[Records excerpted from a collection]

-.-.-

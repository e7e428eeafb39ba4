use serde::Serialize;
use std::fmt::{Display, Formatter};

/// Lifecycle of one pool instance. Only moves forward.
#[derive(Debug, Clone, Copy, Eq, PartialEq, Serialize)]
#[serde(rename_all = "lowercase")]
pub enum Status {
    /// Accepting acquisitions
    Active,
    /// Replaced or closing: releases are honored, acquisitions are refused
    Draining,
    Closed,
}

impl Status {
    pub(crate) fn as_u8(self) -> u8 {
        match self {
            Status::Active => 0,
            Status::Draining => 1,
            Status::Closed => 2,
        }
    }

    pub(crate) fn from_u8(v: u8) -> Self {
        match v {
            0 => Status::Active,
            1 => Status::Draining,
            _ => Status::Closed,
        }
    }
}

impl Display for Status {
    fn fmt(&self, f: &mut Formatter<'_>) -> std::fmt::Result {
        let s = match self {
            Status::Active => "active",
            Status::Draining => "draining",
            Status::Closed => "closed",
        };
        f.write_str(s)
    }
}

/// Point-in-time view of a connection pool
#[derive(Debug, Clone, PartialEq, Serialize)]
pub struct State {
    pub alias: String,
    pub status: Status,
    pub min_connections: u64,
    pub max_connections: u64,
    pub max_overflow: u64,
    /// Physical connections, including ones still being opened
    pub size: u64,
    /// Connections above `max_connections`
    pub overflow: u64,
    /// Idle connections available
    pub idle: u64,
    /// Checked out by callers
    pub in_use: u64,
    /// Callers currently inside an acquire
    pub waits: u64,
    /// Currently establishing connections
    pub connecting: u64,
    /// Successful acquisitions over the pool's lifetime
    pub acquired: u64,
    /// Physical connections opened over the pool's lifetime
    pub opened: u64,
    /// Connections retired after a failed probe or a broken flag
    pub retired: u64,
    pub age_secs: f64,
    /// Seconds since the last failure, if any
    pub last_error_secs: Option<f64>,
}

impl State {
    /// In-use connections as a share of the hard ceiling, 0.0 to 1.0.
    pub fn utilization(&self) -> f64 {
        let capacity = self.max_connections + self.max_overflow;
        if capacity == 0 {
            0.0
        } else {
            self.in_use as f64 / capacity as f64
        }
    }

    pub fn usage_percent(&self) -> f64 {
        self.utilization() * 100.0
    }
}

impl Display for State {
    fn fmt(&self, f: &mut Formatter<'_>) -> std::fmt::Result {
        write!(
            f,
            "{{ alias: {}, status: {}, size: {}, overflow: {}, in_use: {}, idle: {}, connecting: {}, waits: {}, usage: {:.1}% }}",
            self.alias,
            self.status,
            self.size,
            self.overflow,
            self.in_use,
            self.idle,
            self.connecting,
            self.waits,
            self.usage_percent()
        )
    }
}
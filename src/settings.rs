use crate::error::{Error, Result};
use serde::{Deserialize, Deserializer};
use std::fmt::{Debug, Formatter};
use std::time::Duration;

/// Where a pool's physical connections go.
#[derive(Clone, PartialEq, Eq, Deserialize)]
pub struct ConnectParams {
    #[serde(rename = "HOST", default = "default_host")]
    pub host: String,
    #[serde(rename = "PORT", default = "default_port")]
    pub port: u16,
    #[serde(rename = "USER", default)]
    pub user: String,
    #[serde(rename = "PASSWORD", default)]
    pub password: String,
    #[serde(rename = "NAME", default)]
    pub database: String,
}

impl Default for ConnectParams {
    fn default() -> Self {
        Self {
            host: default_host(),
            port: default_port(),
            user: String::new(),
            password: String::new(),
            database: String::new(),
        }
    }
}

impl Debug for ConnectParams {
    fn fmt(&self, f: &mut Formatter<'_>) -> std::fmt::Result {
        f.debug_struct("ConnectParams")
            .field("host", &self.host)
            .field("port", &self.port)
            .field("user", &self.user)
            .field("password", &"***")
            .field("database", &self.database)
            .finish()
    }
}

/// Per-alias pool configuration, frozen once the pool is built.
///
/// Deserializes from an option table keyed the way database settings are
/// usually written (`MIN_CONNECTIONS`, `POOL_TIMEOUT`, ...). Durations are
/// given in seconds and may be fractional.
#[derive(Debug, Clone, PartialEq, Deserialize)]
pub struct PoolSettings {
    /// Connections opened up front and kept across idle periods
    #[serde(rename = "MIN_CONNECTIONS", default = "default_min")]
    pub min_connections: u64,
    /// Ceiling of baseline connections
    #[serde(rename = "MAX_CONNECTIONS", default = "default_max")]
    pub max_connections: u64,
    /// Burst allowance above `max_connections`, closed again on release
    #[serde(rename = "MAX_OVERFLOW", default = "default_overflow")]
    pub max_overflow: u64,
    #[serde(
        rename = "POOL_TIMEOUT",
        default = "default_acquire_timeout",
        deserialize_with = "seconds"
    )]
    pub acquire_timeout: Duration,
    /// Age after which the whole pool is regenerated
    #[serde(
        rename = "POOL_MAX_CONN_AGE",
        default = "default_max_pool_age",
        deserialize_with = "seconds"
    )]
    pub max_pool_age: Duration,
    /// Probe connections when they are released
    #[serde(rename = "CONN_HEALTH_CHECKS", default = "default_true")]
    pub health_checks: bool,
    /// Utilization above which the pool counts as overloaded
    #[serde(rename = "POOL_RECYCLE_THRESHOLD", default = "default_recycle_threshold")]
    pub recycle_threshold: f64,
    #[serde(flatten)]
    pub connect: ConnectParams,
}

impl Default for PoolSettings {
    fn default() -> Self {
        Self {
            min_connections: default_min(),
            max_connections: default_max(),
            max_overflow: default_overflow(),
            acquire_timeout: default_acquire_timeout(),
            max_pool_age: default_max_pool_age(),
            health_checks: true,
            recycle_threshold: default_recycle_threshold(),
            connect: ConnectParams::default(),
        }
    }
}

impl PoolSettings {
    pub fn new() -> Self {
        Self::default()
    }

    pub fn with_min_connections(mut self, n: u64) -> Self {
        self.min_connections = n;
        self
    }

    pub fn with_max_connections(mut self, n: u64) -> Self {
        self.max_connections = n;
        self
    }

    pub fn with_max_overflow(mut self, n: u64) -> Self {
        self.max_overflow = n;
        self
    }

    pub fn with_acquire_timeout(mut self, timeout: Duration) -> Self {
        self.acquire_timeout = timeout;
        self
    }

    pub fn with_max_pool_age(mut self, age: Duration) -> Self {
        self.max_pool_age = age;
        self
    }

    pub fn with_health_checks(mut self, enabled: bool) -> Self {
        self.health_checks = enabled;
        self
    }

    pub fn with_recycle_threshold(mut self, ratio: f64) -> Self {
        self.recycle_threshold = ratio;
        self
    }

    pub fn with_connect(mut self, connect: ConnectParams) -> Self {
        self.connect = connect;
        self
    }

    /// Hard ceiling on physical connections, overflow included.
    pub fn capacity(&self) -> u64 {
        self.max_connections + self.max_overflow
    }

    pub fn validate(&self) -> Result<()> {
        if self.max_connections == 0 {
            return Err(Error::Config("MAX_CONNECTIONS must be at least 1".to_string()));
        }
        if self.min_connections > self.max_connections {
            return Err(Error::Config(format!(
                "MIN_CONNECTIONS ({}) must not exceed MAX_CONNECTIONS ({})",
                self.min_connections, self.max_connections
            )));
        }
        if !(self.recycle_threshold > 0.0 && self.recycle_threshold <= 1.0) {
            return Err(Error::Config(format!(
                "POOL_RECYCLE_THRESHOLD must be in (0, 1], got {}",
                self.recycle_threshold
            )));
        }
        Ok(())
    }
}

fn seconds<'de, D>(d: D) -> std::result::Result<Duration, D::Error>
where
    D: Deserializer<'de>,
{
    let secs = f64::deserialize(d)?;
    Duration::try_from_secs_f64(secs).map_err(serde::de::Error::custom)
}

fn default_host() -> String {
    "localhost".to_string()
}

fn default_port() -> u16 {
    5432
}

fn default_min() -> u64 {
    20
}

fn default_max() -> u64 {
    100
}

fn default_overflow() -> u64 {
    10
}

fn default_acquire_timeout() -> Duration {
    Duration::from_secs(3)
}

fn default_max_pool_age() -> Duration {
    Duration::from_secs(1800)
}

fn default_true() -> bool {
    true
}

fn default_recycle_threshold() -> f64 {
    0.8
}
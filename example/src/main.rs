use alias_pool::{Databases, Manager, MonitorConfig, PoolSettings, Registry, RetryPolicy};
use async_trait::async_trait;
use std::io;
use std::net::SocketAddr;
use std::sync::Arc;
use std::time::Duration;
use tokio::io::{AsyncBufReadExt, AsyncWriteExt, BufReader};
use tokio::net::{TcpListener, TcpStream};
use tracing::info;
use tracing_subscriber::{EnvFilter, FmtSubscriber};

/// Speaks a one-line PING/PONG protocol to a server.
pub struct TcpManager {
    addr: SocketAddr,
}

#[async_trait]
impl Manager for TcpManager {
    type Connection = BufReader<TcpStream>;
    type Error = io::Error;

    async fn connect(&self) -> Result<Self::Connection, Self::Error> {
        Ok(BufReader::new(TcpStream::connect(self.addr).await?))
    }

    async fn check(&self, conn: &mut Self::Connection) -> Result<(), Self::Error> {
        conn.get_mut().write_all(b"PING\n").await?;
        let mut line = String::new();
        conn.read_line(&mut line).await?;
        if line.trim_end() != "PONG" {
            return Err(io::Error::new(io::ErrorKind::InvalidData, line));
        }
        Ok(())
    }

    fn is_fatal(&self, err: &Self::Error) -> bool {
        err.kind() == io::ErrorKind::PermissionDenied
    }
}

/// Stand-in database server.
async fn serve(listener: TcpListener) {
    while let Ok((stream, _)) = listener.accept().await {
        tokio::spawn(async move {
            let mut stream = BufReader::new(stream);
            let mut line = String::new();
            while stream.read_line(&mut line).await.unwrap_or(0) > 0 {
                if line.trim_end() == "PING" && stream.get_mut().write_all(b"PONG\n").await.is_err() {
                    break;
                }
                line.clear();
            }
        });
    }
}

#[tokio::main]
async fn main() -> Result<(), alias_pool::Error> {
    let subscriber = FmtSubscriber::builder()
        .with_env_filter(EnvFilter::try_from_default_env().unwrap_or_else(|_| EnvFilter::new("info")))
        .finish();
    _ = tracing::subscriber::set_global_default(subscriber);

    let listener = TcpListener::bind("127.0.0.1:0")
        .await
        .map_err(|e| alias_pool::Error::Config(e.to_string()))?;
    let addr = listener
        .local_addr()
        .map_err(|e| alias_pool::Error::Config(e.to_string()))?;
    tokio::spawn(serve(listener));

    let registry = Arc::new(Registry::new(move |_alias, _settings| Ok(TcpManager { addr })));
    let mut db = Databases::new(registry.clone(), RetryPolicy::new());
    db.configure(
        "default",
        PoolSettings::new()
            .with_min_connections(2)
            .with_max_connections(5)
            .with_max_overflow(2)
            .with_max_pool_age(Duration::from_secs(2)),
    )?;
    registry.start_monitor(MonitorConfig::new().with_interval(Duration::from_secs(1)));

    for round in 0..3 {
        let mut held = Vec::new();
        for _ in 0..7 {
            held.push(db.obtain_connection("default").await?);
        }
        if let Some(state) = db.pool_status("default") {
            info!(round, %state, "burst in flight");
        }
        for conn in held {
            db.release_connection("default", conn).await;
        }
        if let Some(state) = db.pool_status("default") {
            info!(round, %state, "burst released");
        }
        tokio::time::sleep(Duration::from_millis(1500)).await;
    }

    db.close_all().await;
    Ok(())
}
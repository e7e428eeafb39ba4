//! Background sweep over every pool of a [`Registry`].
//!
//! Each sweep looks at three signals per pool:
//!
//! - utilization above the pool's `recycle_threshold` for several sweeps in a
//!   row is logged as overload (nothing else is done about it),
//! - a pool older than `max_pool_age` is regenerated,
//! - a failure rate above `error_rate_threshold` among the acquisitions and
//!   releases since the previous sweep also regenerates the pool.
//!
//! A pool that is kept is topped back up to `min_connections` when retired
//! connections left it below that floor.

use crate::registry::Registry;
use crate::Manager;
use std::collections::HashMap;
use std::sync::{Arc, Weak};
use std::time::Duration;
use tokio::sync::watch;
use tokio::task::JoinHandle;
use tokio::time::MissedTickBehavior;
use tracing::{debug, warn};

#[derive(Debug, Clone)]
pub struct MonitorConfig {
    /// Time between sweeps
    pub interval: Duration,
    /// Consecutive overloaded sweeps before overload is reported
    pub overload_intervals: u32,
    /// Failure share of one interval that triggers regeneration
    pub error_rate_threshold: f64,
    /// Operations an interval needs before its error rate counts
    pub min_samples: u64,
}

impl Default for MonitorConfig {
    fn default() -> Self {
        Self {
            interval: Duration::from_secs(300),
            overload_intervals: 3,
            error_rate_threshold: 0.5,
            min_samples: 10,
        }
    }
}

impl MonitorConfig {
    pub fn new() -> Self {
        Self::default()
    }

    pub fn with_interval(mut self, interval: Duration) -> Self {
        self.interval = interval;
        self
    }

    pub fn with_overload_intervals(mut self, n: u32) -> Self {
        self.overload_intervals = n.max(1);
        self
    }

    pub fn with_error_rate_threshold(mut self, ratio: f64) -> Self {
        self.error_rate_threshold = ratio;
        self
    }

    pub fn with_min_samples(mut self, n: u64) -> Self {
        self.min_samples = n;
        self
    }
}

/// What one sweep saw and did.
#[derive(Debug, Clone, Default, PartialEq, Eq)]
pub struct SweepReport {
    pub inspected: Vec<String>,
    pub overloaded: Vec<String>,
    pub regenerated: Vec<String>,
    /// Pools topped back up to `min_connections`
    pub replenished: Vec<String>,
    /// Regenerations that failed; the old pool stays in service
    pub failed: Vec<String>,
}

pub struct HealthMonitor<M: Manager> {
    registry: Weak<Registry<M>>,
    config: MonitorConfig,
    overload_streaks: HashMap<String, u32>,
}

impl<M: Manager> HealthMonitor<M> {
    pub fn new(registry: &Arc<Registry<M>>, config: MonitorConfig) -> Self {
        Self {
            registry: Arc::downgrade(registry),
            config,
            overload_streaks: HashMap::new(),
        }
    }

    /// One pass over all pools. Not cancellable halfway: callers that need
    /// to stop the monitor do so between sweeps.
    pub async fn sweep(&mut self) -> SweepReport {
        let mut report = SweepReport::default();
        let Some(registry) = self.registry.upgrade() else {
            return report;
        };
        let mut pools = registry.pools();
        pools.sort_by(|a, b| a.0.cmp(&b.0));
        self.overload_streaks
            .retain(|alias, _| pools.iter().any(|(a, _)| a == alias));

        for (alias, pool) in pools {
            report.inspected.push(alias.clone());
            let settings = pool.settings();
            let state = pool.state();

            let streak = self.overload_streaks.entry(alias.clone()).or_insert(0);
            if state.utilization() > settings.recycle_threshold {
                *streak += 1;
            } else {
                *streak = 0;
            }
            if *streak >= self.config.overload_intervals {
                warn!(
                    alias = %alias,
                    usage = state.usage_percent(),
                    in_use = state.in_use,
                    size = state.size,
                    sweeps = *streak,
                    "pool is nearing capacity"
                );
                report.overloaded.push(alias.clone());
            }

            let (ops, failures) = pool.take_interval();
            let reason = if pool.age() >= settings.max_pool_age {
                Some("max pool age reached")
            } else if ops >= self.config.min_samples
                && failures as f64 / ops as f64 > self.config.error_rate_threshold
            {
                Some("elevated error rate")
            } else {
                None
            };
            let Some(reason) = reason else {
                if pool.replenish().await > 0 {
                    report.replenished.push(alias);
                }
                continue;
            };
            debug!(alias = %alias, ops, failures, reason, "scheduling pool regeneration");
            match registry.regenerate(&alias, reason).await {
                Ok(_) => {
                    self.overload_streaks.remove(&alias);
                    report.regenerated.push(alias);
                }
                Err(_) => report.failed.push(alias),
            }
        }
        report
    }

    /// Runs `sweep` every `interval` on a background task.
    pub(crate) fn spawn(mut self) -> MonitorHandle {
        let (stop, mut stopped) = watch::channel(false);
        let task = tokio::spawn(async move {
            let mut ticker = tokio::time::interval(self.config.interval);
            ticker.set_missed_tick_behavior(MissedTickBehavior::Delay);
            // the first tick fires immediately
            ticker.tick().await;
            loop {
                tokio::select! {
                    _ = ticker.tick() => {}
                    _ = stopped.changed() => break,
                }
                if self.registry.strong_count() == 0 {
                    break;
                }
                let report = self.sweep().await;
                debug!(
                    inspected = report.inspected.len(),
                    regenerated = report.regenerated.len(),
                    failed = report.failed.len(),
                    "pool monitor sweep done"
                );
            }
            debug!("pool monitor stopped");
        });
        MonitorHandle { stop, task }
    }
}

/// Owner side of a running monitor.
pub struct MonitorHandle {
    stop: watch::Sender<bool>,
    task: JoinHandle<()>,
}

impl MonitorHandle {
    pub async fn stop(self) {
        _ = self.stop.send(true);
        _ = self.task.await;
    }
}
use crate::error::{Error, Result};
use crate::guard::ConnectionGuard;
use crate::registry::Registry;
use crate::retry::RetryPolicy;
use crate::settings::PoolSettings;
use crate::state::State;
use crate::Manager;
use std::collections::HashMap;
use std::sync::atomic::{AtomicBool, Ordering};
use std::sync::Arc;
use tracing::{debug, warn};

/// What the surrounding application talks to: configured aliases, one shared
/// [`Registry`], and the retry policy applied to every acquisition.
pub struct Databases<M: Manager> {
    registry: Arc<Registry<M>>,
    settings: HashMap<String, PoolSettings>,
    retry: RetryPolicy,
}

impl<M: Manager> Databases<M> {
    pub fn new(registry: Arc<Registry<M>>, retry: RetryPolicy) -> Self {
        Self {
            registry,
            settings: HashMap::new(),
            retry,
        }
    }

    /// Builds the facade from an alias → options table, validating every entry.
    pub fn from_options(
        registry: Arc<Registry<M>>,
        retry: RetryPolicy,
        options: HashMap<String, PoolSettings>,
    ) -> Result<Self> {
        let mut databases = Self::new(registry, retry);
        for (alias, settings) in options {
            databases.configure(&alias, settings)?;
        }
        Ok(databases)
    }

    pub fn configure(&mut self, alias: &str, settings: PoolSettings) -> Result<()> {
        settings.validate().map_err(|e| match e {
            Error::Config(msg) => Error::Config(format!("alias `{alias}`: {msg}")),
            other => other,
        })?;
        self.settings.insert(alias.to_string(), settings);
        Ok(())
    }

    pub fn registry(&self) -> &Arc<Registry<M>> {
        &self.registry
    }

    pub fn settings(&self, alias: &str) -> Option<&PoolSettings> {
        self.settings.get(alias)
    }

    pub fn retry_policy(&self) -> &RetryPolicy {
        &self.retry
    }

    /// A ready-to-use connection for `alias`.
    ///
    /// Every attempt resolves the alias's current pool again, so an attempt
    /// turned away by a pool being replaced lands on its successor. The first
    /// transient connect failure of a call (typically the server's client
    /// ceiling) rebuilds the alias's pool before the backoff retries go on.
    pub async fn obtain_connection(&self, alias: &str) -> Result<ConnectionGuard<M>> {
        let settings = self
            .settings
            .get(alias)
            .ok_or_else(|| Error::Config(format!("database alias `{alias}` is not configured")))?;
        let rebuilt = &AtomicBool::new(false);
        self.retry
            .run(move |_attempt| async move {
                let pool = self.registry.get_or_create_pool(alias, settings).await?;
                match pool.get_timeout(Some(settings.acquire_timeout)).await {
                    Err(e @ Error::Transient { .. }) if !rebuilt.swap(true, Ordering::Relaxed) => {
                        warn!(alias, error = %e, "connect refused, rebuilding pool");
                        if let Err(rebuild) = self.registry.regenerate(alias, "connection ceiling").await {
                            debug!(alias, error = %rebuild, "emergency rebuild failed, keeping pool");
                        }
                        Err(e)
                    }
                    other => other,
                }
            })
            .await
    }

    /// Returns `conn` to the pool it was checked out from, even if that pool
    /// has been replaced in the meantime.
    pub async fn release_connection(&self, alias: &str, conn: ConnectionGuard<M>) {
        if conn.pool().alias() != alias {
            warn!(
                alias,
                owner = conn.pool().alias(),
                "connection released under a different alias than it came from"
            );
        }
        conn.release().await
    }

    /// Flag `conn` as permanently broken so release closes it.
    pub fn mark_broken(&self, conn: &mut ConnectionGuard<M>) {
        conn.invalidate();
    }

    pub fn pool_status(&self, alias: &str) -> Option<State> {
        self.registry.status(alias)
    }

    /// Drains every pool and stops the monitor.
    pub async fn close_all(&self) {
        self.registry.shutdown().await
    }
}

-.-.-

- Requirement:
Show the lines above that include "which".

- Solution to this problem:
    /// Age after which the whole pool is regenerated
    /// Utilization above which the pool counts as overloaded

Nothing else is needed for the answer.